use super::interpolate::{interpolate_pixel, InterpolationMode};
use camcalib_image::{Image, ImageError};

/// Apply generic geometric transformation to an image.
///
/// Each destination pixel `(x, y)` reads the source at `(map_x[y, x], map_y[y, x])`.
///
/// # Arguments
///
/// * `src` - The input image container with shape (height, width, C).
/// * `dst` - The output image container with shape (height, width, C).
/// * `map_x` - The x coordinates of the pixels to interpolate.
/// * `map_y` - The y coordinates of the pixels to interpolate.
/// * `interpolation` - The interpolation mode to use.
///
/// # Errors
///
/// * The mapx and mapy must have the same size.
/// * The output image must have the same size as the mapx and mapy.
pub fn remap<const C: usize>(
    src: &Image<f32, C>,
    dst: &mut Image<f32, C>,
    map_x: &Image<f32, 1>,
    map_y: &Image<f32, 1>,
    interpolation: InterpolationMode,
) -> Result<(), ImageError> {
    if map_x.size() != map_y.size() {
        return Err(ImageError::InvalidImageSize(
            map_x.cols(),
            map_x.rows(),
            map_y.cols(),
            map_y.rows(),
        ));
    }

    if dst.size() != map_x.size() {
        return Err(ImageError::InvalidImageSize(
            map_x.cols(),
            map_x.rows(),
            dst.cols(),
            dst.rows(),
        ));
    }

    dst.as_slice_mut()
        .chunks_exact_mut(C)
        .zip(map_x.as_slice().iter().zip(map_y.as_slice()))
        .for_each(|(dst_pixel, (&x, &y))| {
            dst_pixel.copy_from_slice(&interpolate_pixel(src, x, y, interpolation));
        });

    Ok(())
}

#[cfg(test)]
mod tests {
    use crate::interpolation::InterpolationMode;
    use camcalib_image::{Image, ImageError, ImageSize};

    #[test]
    fn test_remap_smoke() -> Result<(), ImageError> {
        let image = Image::<_, 1>::new(
            ImageSize {
                width: 3,
                height: 3,
            },
            vec![0f32, 1.0, 2.0, 3.0, 4.0, 5.0, 6.0, 7.0, 8.0],
        )?;

        let new_size = ImageSize {
            width: 2,
            height: 2,
        };

        let map_x = Image::<_, 1>::new(new_size, vec![0.0, 2.0, 0.0, 2.0])?;
        let map_y = Image::<_, 1>::new(new_size, vec![0.0, 0.0, 2.0, 2.0])?;

        let mut image_transformed = Image::<_, 1>::from_size_val(new_size, 0.0)?;

        super::remap(
            &image,
            &mut image_transformed,
            &map_x,
            &map_y,
            InterpolationMode::Bilinear,
        )?;

        for (a, b) in image_transformed.as_slice().iter().zip([0.0, 2.0, 6.0, 8.0]) {
            assert!((a - b).abs() < 1e-6);
        }

        Ok(())
    }

    #[test]
    fn test_remap_outside_is_black() -> Result<(), ImageError> {
        let image = Image::<f32, 3>::from_size_val([2, 2].into(), 100.0)?;
        let size = ImageSize {
            width: 2,
            height: 1,
        };
        let map_x = Image::<_, 1>::new(size, vec![0.0, 50.0])?;
        let map_y = Image::<_, 1>::new(size, vec![1.0, -50.0])?;
        let mut dst = Image::<f32, 3>::from_size_val(size, 7.0)?;

        super::remap(&image, &mut dst, &map_x, &map_y, InterpolationMode::Bilinear)?;

        assert_eq!(dst.as_slice(), &[100.0, 100.0, 100.0, 0.0, 0.0, 0.0]);

        Ok(())
    }

    #[test]
    fn test_remap_size_mismatch() -> Result<(), ImageError> {
        let image = Image::<f32, 1>::from_size_val([2, 2].into(), 0.0)?;
        let map_x = Image::<f32, 1>::from_size_val([2, 2].into(), 0.0)?;
        let map_y = Image::<f32, 1>::from_size_val([3, 2].into(), 0.0)?;
        let mut dst = Image::<f32, 1>::from_size_val([2, 2].into(), 0.0)?;

        let res = super::remap(&image, &mut dst, &map_x, &map_y, InterpolationMode::Bilinear);
        assert!(res.is_err());

        Ok(())
    }
}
:::
**What the task asks**
Look back at the entries above and repeat, unchanged, every line from the line holding "let mut image_transformed" through the line holding "let mut dst = Image::<f32, 3>::from_size_val(size, 7.0)?;".

**Response**
        let mut image_transformed = Image::<_, 1>::from_size_val(new_size, 0.0)?;

        super::remap(
            &image,
            &mut image_transformed,
            &map_x,
            &map_y,
            InterpolationMode::Bilinear,
        )?;

        for (a, b) in image_transformed.as_slice().iter().zip([0.0, 2.0, 6.0, 8.0]) {
            assert!((a - b).abs() < 1e-6);
        }

        Ok(())
    }

    #[test]
    fn test_remap_outside_is_black() -> Result<(), ImageError> {
        let image = Image::<f32, 3>::from_size_val([2, 2].into(), 100.0)?;
        let size = ImageSize {
            width: 2,
            height: 1,
        };
        let map_x = Image::<_, 1>::new(size, vec![0.0, 50.0])?;
        let map_y = Image::<_, 1>::new(size, vec![1.0, -50.0])?;
        let mut dst = Image::<f32, 3>::from_size_val(size, 7.0)?;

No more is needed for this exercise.